The Bhaggas were dependencies of the kingdom of Vatsa, and therefore did not have sovereign rights concerning their external affairs and foreign policy although they were internally still organised as a republic. A prince of Vatsa lived in the Bhagga capital of Suṃsumāragiri as a viceroy of the king of Vatsa, who was the suzerain of the Bhaggas.

The Buddha visited Bhagga shortly after his Enlightenment, during the early phase of his preaching.

The Bhaggas had already been assimilated into Vatsa under the rule of the latter's king Udayana, and they were annexed by that kingdom under his successor around the time of the Buddha's death.

The Bhaggas were not among peoples who claimed a share of the Buddha's relics because they had stopped existing as an independent polity by the time of his death.
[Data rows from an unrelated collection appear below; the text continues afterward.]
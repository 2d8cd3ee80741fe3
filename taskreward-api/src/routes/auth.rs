/// Authentication endpoints
///
/// # Endpoints
///
/// - `POST /auth/register?referID=<id>` - Register new user
/// - `POST /auth/login` - Login and get an access token

use crate::{app::AppState, error::ApiResult};
use axum::{
    extract::{Query, State},
    http::StatusCode,
    Json,
};
use chrono::{DateTime, Utc};
use serde::{Deserialize, Serialize};
use taskreward_shared::models::user::User;
use tracing::info;
use validator::Validate;

/// Register request
#[derive(Debug, Deserialize, Validate)]
pub struct RegisterRequest {
    #[validate(length(min = 1, max = 64, message = "Login must be 1 to 64 characters"))]
    pub login: String,

    #[validate(length(min = 1, max = 256, message = "Password must be 1 to 256 characters"))]
    pub password: String,
}

/// Query string of the register endpoint
#[derive(Debug, Default, Deserialize)]
pub struct RegisterParams {
    /// Referring user; 0 or absent for none
    #[serde(rename = "referID", default)]
    pub refer_id: i64,
}

/// Login request
#[derive(Debug, Deserialize, Validate)]
pub struct LoginRequest {
    #[validate(length(min = 1, message = "Login is required"))]
    pub login: String,

    #[validate(length(min = 1, message = "Password is required"))]
    pub password: String,
}

/// Login response
#[derive(Debug, Serialize, Deserialize)]
pub struct LoginResponse {
    /// Access token
    pub token: String,

    pub user_id: i64,

    /// When `token` stops being accepted
    pub expires_at: DateTime<Utc>,
}

/// Register a new user
///
/// ```text
/// POST /auth/register?referID=3
/// Content-Type: application/json
///
/// { "login": "alice", "password": "hunter2" }
/// ```
///
/// # Response
///
/// `201 Created` with the user (balance 0, no password hash).
///
/// # Errors
///
/// - `400 Bad Request`: Invalid arguments or unknown referrer
/// - `409 Conflict`: Login already exists
/// - `422 Unprocessable Entity`: Body validation failed
pub async fn register(
    State(state): State<AppState>,
    Query(params): Query<RegisterParams>,
    Json(req): Json<RegisterRequest>,
) -> ApiResult<(StatusCode, Json<User>)> {
    req.validate()?;

    let user = state
        .service
        .register_user(&req.login, &req.password, params.refer_id)
        .await?;

    Ok((StatusCode::CREATED, Json(user)))
}

/// Login endpoint
///
/// ```text
/// POST /auth/login
/// Content-Type: application/json
///
/// { "login": "alice", "password": "hunter2" }
/// ```
///
/// # Response
///
/// ```json
/// { "token": "eyJ...", "user_id": 1, "expires_at": "2025-01-02T00:00:00Z" }
/// ```
///
/// # Errors
///
/// - `401 Unauthorized`: Wrong password
/// - `404 Not Found`: Unknown login
/// - `422 Unprocessable Entity`: Body validation failed
pub async fn login(
    State(state): State<AppState>,
    Json(req): Json<LoginRequest>,
) -> ApiResult<Json<LoginResponse>> {
    req.validate()?;

    let user = state
        .service
        .authenticate_user(&req.login, &req.password)
        .await?;

    let (token, expires_at) = state.tokens.issue_with_expiry(&user)?;
    info!(user_id = user.id, "Access token issued");

    Ok(Json(LoginResponse {
        token,
        user_id: user.id,
        expires_at,
    }))
}
/// User model and database operations
///
/// Users hold the reward balance. The balance is only ever increased, and only
/// through [`User::increase_balance`], which does the arithmetic in SQL so that
/// concurrent credits from different tasks never lose an update.
///
/// # Schema
///
/// ```sql
/// CREATE TABLE users (
///     id            BIGSERIAL PRIMARY KEY,
///     login         VARCHAR(64) NOT NULL UNIQUE,
///     password_hash VARCHAR(255) NOT NULL,
///     refer_id      BIGINT REFERENCES users(id),
///     balance       BIGINT NOT NULL DEFAULT 0 CHECK (balance >= 0),
///     created_at    TIMESTAMPTZ NOT NULL DEFAULT NOW()
/// );
/// ```
///
/// # Example
///
/// ```no_run
/// use taskreward_shared::models::user::{NewUser, User};
/// use taskreward_shared::db::pool::{create_pool, DatabaseConfig};
///
/// # async fn example() -> Result<(), Box<dyn std::error::Error>> {
/// let pool = create_pool(DatabaseConfig::default()).await?;
///
/// let user = User::create(&pool, NewUser {
///     login: "alice".to_string(),
///     password_hash: "$argon2id$...".to_string(),
///     refer_id: None,
/// }).await?;
///
/// let top = User::top_by_balance(&pool, 10).await?;
/// # Ok(())
/// # }
/// ```

use chrono::{DateTime, Utc};
use serde::{Deserialize, Serialize};
use sqlx::PgExecutor;

/// User account with its reward balance
///
/// The password hash never leaves the process: it is skipped on serialization.
#[derive(Debug, Clone, PartialEq, Eq, Serialize, Deserialize, sqlx::FromRow)]
pub struct User {
    /// Unique user ID
    pub id: i64,

    /// Login, unique across all users
    pub login: String,

    /// Argon2id password hash
    #[serde(skip_serializing, default)]
    pub password_hash: String,

    /// Referring user, if any
    #[serde(skip_serializing_if = "Option::is_none")]
    pub refer_id: Option<i64>,

    /// Accumulated reward balance
    pub balance: i64,

    /// When the account was created
    pub created_at: DateTime<Utc>,
}

/// Input for creating a new user
#[derive(Debug, Clone, Serialize, Deserialize)]
pub struct NewUser {
    /// Login (must be unique)
    pub login: String,

    /// Argon2id password hash (NOT the plaintext password)
    pub password_hash: String,

    /// Referring user ID
    pub refer_id: Option<i64>,
}

impl User {
    /// Creates a new user with a zero balance
    ///
    /// # Errors
    ///
    /// Returns an error if:
    /// - The login already exists (unique constraint violation)
    /// - `refer_id` does not reference an existing user (foreign key violation)
    /// - Database connection fails
    pub async fn create<'e, E>(executor: E, data: NewUser) -> Result<Self, sqlx::Error>
    where
        E: PgExecutor<'e>,
    {
        let user = sqlx::query_as::<_, User>(
            r#"
            INSERT INTO users (login, password_hash, refer_id)
            VALUES ($1, $2, $3)
            RETURNING id, login, password_hash, refer_id, balance, created_at
            "#,
        )
        .bind(data.login)
        .bind(data.password_hash)
        .bind(data.refer_id)
        .fetch_one(executor)
        .await?;

        Ok(user)
    }

    /// Finds a user by ID
    pub async fn find_by_id<'e, E>(executor: E, id: i64) -> Result<Option<Self>, sqlx::Error>
    where
        E: PgExecutor<'e>,
    {
        let user = sqlx::query_as::<_, User>(
            r#"
            SELECT id, login, password_hash, refer_id, balance, created_at
            FROM users
            WHERE id = $1
            "#,
        )
        .bind(id)
        .fetch_optional(executor)
        .await?;

        Ok(user)
    }

    /// Finds a user by login
    pub async fn find_by_login<'e, E>(executor: E, login: &str) -> Result<Option<Self>, sqlx::Error>
    where
        E: PgExecutor<'e>,
    {
        let user = sqlx::query_as::<_, User>(
            r#"
            SELECT id, login, password_hash, refer_id, balance, created_at
            FROM users
            WHERE login = $1
            "#,
        )
        .bind(login)
        .fetch_optional(executor)
        .await?;

        Ok(user)
    }

    /// Lists users with the highest balances
    ///
    /// Equal balances are ordered by ID so the result is stable between calls.
    pub async fn top_by_balance<'e, E>(executor: E, limit: i64) -> Result<Vec<Self>, sqlx::Error>
    where
        E: PgExecutor<'e>,
    {
        let users = sqlx::query_as::<_, User>(
            r#"
            SELECT id, login, password_hash, refer_id, balance, created_at
            FROM users
            ORDER BY balance DESC, id ASC
            LIMIT $1
            "#,
        )
        .bind(limit)
        .fetch_all(executor)
        .await?;

        Ok(users)
    }

    /// Adds `amount` to the user's balance in place
    ///
    /// # Returns
    ///
    /// True if the user row was updated, false if no such user exists
    pub async fn increase_balance<'e, E>(
        executor: E,
        id: i64,
        amount: i64,
    ) -> Result<bool, sqlx::Error>
    where
        E: PgExecutor<'e>,
    {
        let result = sqlx::query(
            r#"
            UPDATE users
            SET balance = balance + $2
            WHERE id = $1
            "#,
        )
        .bind(id)
        .bind(amount)
        .execute(executor)
        .await?;

        Ok(result.rows_affected() > 0)
    }
}
/// Health check endpoint
///
/// # Endpoint
///
/// ```text
/// GET /health
/// ```
///
/// # Response
///
/// ```json
/// {
///   "status": "healthy",
///   "version": "0.1.0",
///   "database": "connected"
/// }
/// ```
///
/// A failing store probe still answers 200, with `"degraded"` / `"disconnected"`.

use crate::{app::AppState, error::ApiResult};
use axum::{extract::State, Json};
use serde::{Deserialize, Serialize};
use tracing::warn;

/// Health check response
#[derive(Debug, Serialize, Deserialize)]
pub struct HealthResponse {
    /// Service status
    pub status: String,

    /// Application version
    pub version: String,

    /// Database status
    pub database: String,
}

pub async fn health_check(State(state): State<AppState>) -> ApiResult<Json<HealthResponse>> {
    let (status, database) = match state.service.ping().await {
        Ok(()) => ("healthy", "connected"),
        Err(e) => {
            warn!(error = %e, "Store probe failed");
            ("degraded", "disconnected")
        }
    };

    Ok(Json(HealthResponse {
        status: status.to_string(),
        version: env!("CARGO_PKG_VERSION").to_string(),
        database: database.to_string(),
    }))
}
Similarly, the Vaidehas and the Nāyikas did not claim a share of the relics because they were dependencies of the Licchavikas without their own sovereignty, and therefore could not put forth their own claim while the Licchavikas, the Mallakas, and the Sakyas could claim shares.

==Political and social organisation==
===Republican institutions===
The Bhaggas were a kṣatriya tribe organised into a gaṇasaṅgha (an aristocratic oligarchic republic).

====The Assembly====
Like the other gaṇasaṅgha, the ruling body of the Bhagga republic was an Assembly of the kṣatriya elders who held the title of rājās (meaning "chiefs").

====The Council====
The Assembly met rarely, and the administration of the republic was instead in the hands of the Council, which was a smaller body of the Assembly composed of councillors selected from among the Assembly's members. The Council met more often than the Assembly.

====The Consul====
The Bhagga Assembly elected a consul rājā who presided over it and administered the republic with the help of the Council.